In a recent request for tender for an ERP upgrade, the customer requested “please include the issues you most frequently encounter when upgrading an ERP site, the associated ramifications and how they can be avoided or mitigated.”
What a great question.
The sales person responding to the RFP surveyed our consulting team. Normally we would review project documentation, however by surveying the consulting team we got back some surprising results that are not always obvious in the written reports. It’s all about the people.
The responses ranged from significant to the not so serious but it was fundamentally about how people were included and interacted with the project. One of the less profound examples, but vital to success, is about planned versus actual availability of people to the project. Ensuring resources do not have annual leave when required on a project, is step one. It could be necessary to ensure that person’s ‘day job’ is back filled. If a key project person is responsible for the month end processes and reporting, this will have an impact on the project if the need for month-end responsibilities are not dealt with.
The success of UAT is driven by people and for effective UAT the team members will need to be trained. People need to be briefed that UAT is hard core serious, UAT determines go /no-go decisions, so when UAT has not been treated seriously there are unpleasant and unhelpful project outcomes when issues arise during cut over to live.
Communication across the business is essential. Sometimes an upgrade is treated less seriously than a new project, so the upgrade project may cut corners on issues such as effective communication to, or training of, people. Almost invariable there will be changes arising from the updated ERP and these changes need to be communicated. The project suffers if the changes are only made obvious during or after go live.
We have just released the 2013 iPOS user survey and the top two challenges to implementing IPOS for SunSystems were, changing people behaviour (81%) and cultural change across the business (56%). Surprise surprise. People. ‘Migration for previous system’ was a paltry 13%.
In answer to “things to do differently if I had my time again” the survey was unsurprising about getting people onboard.

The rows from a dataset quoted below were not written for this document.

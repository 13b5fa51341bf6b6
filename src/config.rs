use serde::Deserialize;
use std::path::Path;
use std::time::Duration;

use crate::parser::FieldPolicy;

#[derive(Debug, Deserialize, Clone)]
pub struct Config {
    /// Keep the previous article's value when a field is missing
    #[serde(default)]
    pub carry_over_fields: bool,
    pub api: ApiConfig,
    #[serde(default)]
    pub http: HttpConfig,
    #[serde(default)]
    pub server: ServerConfig,
}

#[derive(Debug, Deserialize, Clone)]
pub struct ApiConfig {
    pub endpoint: String,
    pub api_key: String,
    #[serde(default = "default_show_tags")]
    pub show_tags: String,
    #[serde(default = "default_format")]
    pub format: String,
}

#[derive(Debug, Deserialize, Clone)]
pub struct HttpConfig {
    #[serde(default = "default_connect_timeout_ms")]
    pub connect_timeout_ms: u64,
    #[serde(default = "default_read_timeout_ms")]
    pub read_timeout_ms: u64,
}

#[derive(Debug, Deserialize, Clone)]
pub struct ServerConfig {
    #[serde(default = "default_bind")]
    pub bind: String,
}

fn default_show_tags() -> String {
    "contributor".to_string()
}

fn default_format() -> String {
    "json".to_string()
}

fn default_connect_timeout_ms() -> u64 {
    15_000
}

fn default_read_timeout_ms() -> u64 {
    10_000
}

fn default_bind() -> String {
    "0.0.0.0:3000".to_string()
}

impl Default for HttpConfig {
    fn default() -> Self {
        Self {
            connect_timeout_ms: default_connect_timeout_ms(),
            read_timeout_ms: default_read_timeout_ms(),
        }
    }
}

impl Default for ServerConfig {
    fn default() -> Self {
        Self {
            bind: default_bind(),
        }
    }
}

impl Config {
    pub fn load<P: AsRef<Path>>(path: P) -> anyhow::Result<Self> {
        let content = std::fs::read_to_string(path)?;
        let config: Config = toml::from_str(&content)?;
        Ok(config)
    }

    /// Parse config from a TOML string (useful for testing)
    pub fn from_str(content: &str) -> anyhow::Result<Self> {
        let config: Config = toml::from_str(content)?;
        Ok(config)
    }

    pub fn field_policy(&self) -> FieldPolicy {
        if self.carry_over_fields {
            FieldPolicy::CarryOver
        } else {
            FieldPolicy::Reset
        }
    }
}

impl ApiConfig {
    /// Search URL with the static query parameters appended.
    pub fn request_url(&self) -> Result<String, url::ParseError> {
        let mut url = url::Url::parse(&self.endpoint)?;
        url.query_pairs_mut()
            .append_pair("show-tags", &self.show_tags)
            .append_pair("api-key", &self.api_key)
            .append_pair("format", &self.format);
        Ok(url.into())
    }
}

impl HttpConfig {
    pub fn connect_timeout(&self) -> Duration {
        Duration::from_millis(self.connect_timeout_ms)
    }

    pub fn read_timeout(&self) -> Duration {
        Duration::from_millis(self.read_timeout_ms)
    }
}

#[cfg(test)]
mod tests {
    use super::*;
    use std::io::Write;
    use tempfile::NamedTempFile;

    const MINIMAL: &str = r#"
        [api]
        endpoint = "https://content.guardianapis.com/search"
        api_key = "test"
    "#;

    #[test]
    fn test_default_timeouts() {
        assert_eq!(default_connect_timeout_ms(), 15_000);
        assert_eq!(default_read_timeout_ms(), 10_000);
    }

    #[test]
    fn test_load_valid_config() {
        let content = r#"
            carry_over_fields = true

            [api]
            endpoint = "https://example.com/search"
            api_key = "secret"
            show_tags = "keyword"
            format = "xml"

            [http]
            connect_timeout_ms = 500
            read_timeout_ms = 250

            [server]
            bind = "127.0.0.1:8080"
        "#;

        let mut temp_file = NamedTempFile::new().unwrap();
        temp_file.write_all(content.as_bytes()).unwrap();

        let config = Config::load(temp_file.path()).unwrap();

        assert!(config.carry_over_fields);
        assert_eq!(config.api.endpoint, "https://example.com/search");
        assert_eq!(config.api.api_key, "secret");
        assert_eq!(config.api.show_tags, "keyword");
        assert_eq!(config.api.format, "xml");
        assert_eq!(config.http.connect_timeout(), Duration::from_millis(500));
        assert_eq!(config.http.read_timeout(), Duration::from_millis(250));
        assert_eq!(config.server.bind, "127.0.0.1:8080");
    }

    #[test]
    fn test_load_config_with_defaults() {
        let config = Config::from_str(MINIMAL).unwrap();

        assert!(!config.carry_over_fields);
        assert_eq!(config.api.show_tags, "contributor");
        assert_eq!(config.api.format, "json");
        assert_eq!(config.http.connect_timeout_ms, 15_000);
        assert_eq!(config.http.read_timeout_ms, 10_000);
        assert_eq!(config.server.bind, "0.0.0.0:3000");
    }

    #[test]
    fn test_load_config_missing_file() {
        let result = Config::load("/nonexistent/path/news.toml");
        assert!(result.is_err());
    }

    #[test]
    fn test_load_config_invalid_toml() {
        let content = "this is not valid toml {{{";

        let mut temp_file = NamedTempFile::new().unwrap();
        temp_file.write_all(content.as_bytes()).unwrap();

        let result = Config::load(temp_file.path());
        assert!(result.is_err());
    }

    #[test]
    fn test_load_config_missing_api_key() {
        let content = r#"
            [api]
            endpoint = "https://example.com/search"
        "#;

        assert!(Config::from_str(content).is_err());
    }

    #[test]
    fn test_field_policy_from_flag() {
        let mut config = Config::from_str(MINIMAL).unwrap();
        assert_eq!(config.field_policy(), FieldPolicy::Reset);

        config.carry_over_fields = true;
        assert_eq!(config.field_policy(), FieldPolicy::CarryOver);
    }

    mod request_url_tests {
        use super::*;

        #[test]
        fn test_request_url_appends_static_params() {
            let config = Config::from_str(MINIMAL).unwrap();
            let url = config.api.request_url().unwrap();

            assert_eq!(
                url,
                "https://content.guardianapis.com/search?show-tags=contributor&api-key=test&format=json"
            );
        }

        #[test]
        fn test_request_url_keeps_existing_query() {
            let mut config = Config::from_str(MINIMAL).unwrap();
            config.api.endpoint = "https://example.com/search?q=rust".to_string();

            let url = config.api.request_url().unwrap();
            assert!(url.starts_with("https://example.com/search?q=rust&show-tags="));
        }

        #[test]
        fn test_request_url_encodes_key() {
            let mut config = Config::from_str(MINIMAL).unwrap();
            config.api.api_key = "a b&c".to_string();

            let url = config.api.request_url().unwrap();
            assert!(url.contains("api-key=a+b%26c"));
        }

        #[test]
        fn test_request_url_invalid_endpoint() {
            let mut config = Config::from_str(MINIMAL).unwrap();
            config.api.endpoint = "not a url".to_string();

            assert!(config.api.request_url().is_err());
        }
    }
}
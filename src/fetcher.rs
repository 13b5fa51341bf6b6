use std::sync::atomic::{AtomicBool, Ordering};
use std::sync::Arc;

use reqwest::{Client, StatusCode, Url};
use thiserror::Error;
use tokio::sync::RwLock;
use tracing::{error, info, warn};

use crate::article::ArticleRecord;
use crate::config::HttpConfig;
use crate::parser::{self, FieldPolicy};

#[derive(Debug, Error)]
pub enum FetchError {
    #[error("Invalid URL: {0}")]
    InvalidUrl(String),

    #[error("Error response code: {0}")]
    BadStatus(u16),

    #[error("Problem retrieving the news JSON results: {0}")]
    Io(#[from] reqwest::Error),
}

/// Fetch-then-parse pipeline plus the most recently loaded article list.
pub struct Fetcher {
    client: Client,
    policy: FieldPolicy,
    articles: RwLock<Arc<Vec<ArticleRecord>>>,
    loading: AtomicBool,
}

/// Clears the loading flag however the load ends, including cancellation.
struct LoadingGuard<'a>(&'a AtomicBool);

impl Drop for LoadingGuard<'_> {
    fn drop(&mut self) {
        self.0.store(false, Ordering::SeqCst);
    }
}

impl Fetcher {
    pub fn new(http: &HttpConfig, policy: FieldPolicy) -> reqwest::Result<Self> {
        let client = Client::builder()
            .connect_timeout(http.connect_timeout())
            .read_timeout(http.read_timeout())
            // No idle connections survive a request.
            .pool_max_idle_per_host(0)
            .user_agent("NewsApp/1.0")
            .build()?;

        Ok(Self {
            client,
            policy,
            articles: RwLock::new(Arc::new(Vec::new())),
            loading: AtomicBool::new(false),
        })
    }

    pub fn is_loading(&self) -> bool {
        self.loading.load(Ordering::SeqCst)
    }

    /// The list installed by the last completed load.
    pub async fn articles(&self) -> Arc<Vec<ArticleRecord>> {
        self.articles.read().await.clone()
    }

    /// Single GET attempt. The body is only read for a 200 response.
    ///
    /// A 200 with an empty body is `Ok("")`, which parses to no articles.
    pub async fn fetch(&self, url: &str) -> Result<String, FetchError> {
        let parsed = Url::parse(url).map_err(|e| {
            warn!("Problem building the URL '{}': {}", url, e);
            FetchError::InvalidUrl(url.to_string())
        })?;
        if !matches!(parsed.scheme(), "http" | "https") {
            return Err(FetchError::InvalidUrl(url.to_string()));
        }

        let response = self.client.get(parsed).send().await?;
        let status = response.status();
        if status != StatusCode::OK {
            return Err(FetchError::BadStatus(status.as_u16()));
        }

        let bytes = response.bytes().await?;
        Ok(String::from_utf8_lossy(&bytes).into_owned())
    }

    /// Fetch and parse. Every failure is logged and yields an empty list.
    pub async fn load_articles(&self, url: &str) -> Vec<ArticleRecord> {
        let body = match self.fetch(url).await {
            Ok(body) => body,
            Err(e) => {
                error!("Failed to fetch articles: {}", e);
                return Vec::new();
            }
        };

        parser::parse(&body, self.policy)
    }

    /// Load articles and replace the installed list.
    ///
    /// Returns `false` without doing anything if a load is already running.
    pub async fn refresh_articles(&self, url: &str) -> bool {
        if self
            .loading
            .compare_exchange(false, true, Ordering::SeqCst, Ordering::SeqCst)
            .is_err()
        {
            info!("Load already in progress, skipping");
            return false;
        }
        let _guard = LoadingGuard(&self.loading);

        let articles = self.load_articles(url).await;
        info!("Loaded {} articles", articles.len());

        *self.articles.write().await = Arc::new(articles);
        true
    }
}
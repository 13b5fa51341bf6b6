use serde_json::{Map, Value};
use thiserror::Error;
use tracing::{debug, error, warn};

use crate::article::ArticleRecord;

const KEY_RESPONSE: &str = "response";
const KEY_RESULTS: &str = "results";
const KEY_TOTAL: &str = "total";
// Same key names the article title and the contributor's name.
const KEY_WEB_TITLE: &str = "webTitle";
const KEY_SECTION: &str = "sectionName";
const KEY_PUBLISHED_DATE: &str = "webPublicationDate";
const KEY_WEB_URL: &str = "webUrl";
const KEY_TAGS: &str = "tags";

#[derive(Debug, Error)]
pub enum ParseError {
    #[error("Malformed JSON: {0}")]
    Malformed(#[from] serde_json::Error),

    #[error("Missing \"response\" object")]
    MissingResponse,

    #[error("Unexpected document shape: {0}")]
    UnexpectedShape(&'static str),
}

/// What a record gets for a field its source element does not carry.
#[derive(Debug, Clone, Copy, Default, PartialEq, Eq)]
pub enum FieldPolicy {
    /// Missing fields are empty for every element.
    #[default]
    Reset,
    /// Missing fields keep the value assigned by an earlier element.
    CarryOver,
}

/// String value of `key`; any other JSON type counts as absent.
fn text<'a>(item: &'a Map<String, Value>, key: &str) -> Option<&'a str> {
    item.get(key).and_then(Value::as_str)
}

/// Only the first tag is an author attribution.
fn author(item: &Map<String, Value>) -> Option<&str> {
    item.get(KEY_TAGS)?
        .as_array()?
        .first()?
        .get(KEY_WEB_TITLE)?
        .as_str()
}

fn assign(field: &mut String, value: Option<&str>) {
    if let Some(value) = value {
        *field = value.to_string();
    }
}

/// Parse a response body, logging and swallowing any document-level error.
///
/// An empty, blank or malformed body yields an empty list.
pub fn parse(body: &str, policy: FieldPolicy) -> Vec<ArticleRecord> {
    match extract_articles(body, policy) {
        Ok(articles) => articles,
        Err(e) => {
            error!("Problem parsing the article JSON results: {}", e);
            Vec::new()
        }
    }
}

/// Parse a response body, reporting document-level problems as [`ParseError`].
///
/// A missing `results` key is not an error: it means there is nothing to show.
pub fn extract_articles(body: &str, policy: FieldPolicy) -> Result<Vec<ArticleRecord>, ParseError> {
    if body.trim().is_empty() {
        return Ok(Vec::new());
    }

    let root: Value = serde_json::from_str(body)?;
    let response = root
        .get(KEY_RESPONSE)
        .filter(|v| v.is_object())
        .ok_or(ParseError::MissingResponse)?;

    if let Some(total) = response.get(KEY_TOTAL).and_then(Value::as_u64) {
        debug!("Response reports {} total results", total);
    }

    let results = match response.get(KEY_RESULTS) {
        Some(Value::Array(results)) => results,
        Some(_) => return Err(ParseError::UnexpectedShape("\"results\" is not an array")),
        None => return Ok(Vec::new()),
    };

    let mut articles = Vec::with_capacity(results.len());
    let mut current = ArticleRecord::default();

    for (index, element) in results.iter().enumerate() {
        let Some(item) = element.as_object() else {
            warn!("Skipping result {}: not a JSON object", index);
            continue;
        };

        if policy == FieldPolicy::Reset {
            current = ArticleRecord::default();
        }

        assign(&mut current.title, text(item, KEY_WEB_TITLE));
        assign(&mut current.section, text(item, KEY_SECTION));
        assign(&mut current.published_date, text(item, KEY_PUBLISHED_DATE));
        assign(&mut current.url, text(item, KEY_WEB_URL));
        assign(&mut current.author, author(item));

        articles.push(current.clone());
    }

    Ok(articles)
}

Fifty six per cent nominated improved and earlier communication to all stakeholders; 56% would aim for increased, multi level and mandatory role-based training; 47% would have a more focussed project team.
The survey neatly summed the impact of people by referencing DeBono Heller “78% of business initiatives fail due to lack of people, process and communication.” (My emphasis.)
The 2013 survey was compiled from 20+ one-on-one interviews with the senior business leaders responsible for implementing procurement across the organisation. Their experiences and insights provide a list of powerful tips to harness success by focusing on people. These tips where in response to procurement projects but the lessons are applicable to any IT project. I have generalised the comments for all IT projects.
- Have a strong governance model in place; the software application is an enterprise tool with far reaching consequences.
- Hold monthly forums to discuss performance, areas for improvement and change roadmap.
- Have an effective new employee training program rather than a quick handover by the person leaving the role.
- The software application has a large amount of touch points in a business; you need an adequate change management plan for all the different types of users and stakeholders, including suppliers.
- The general workforce needs to be aligned with the management goals.
- Get senior management buy-in to drive accountability at local level and they must lead from the front. People are quicker to change when they see their managers changing as well.
- Involve the business in your UAT to increase buy-in. Purchasing is not a finance function, the business divisions need to engage with the new processes and practices.
People make your organisation successful and different. I believe absolutely that it is up to you to make sure your people make your IT implementation or upgrade a winner.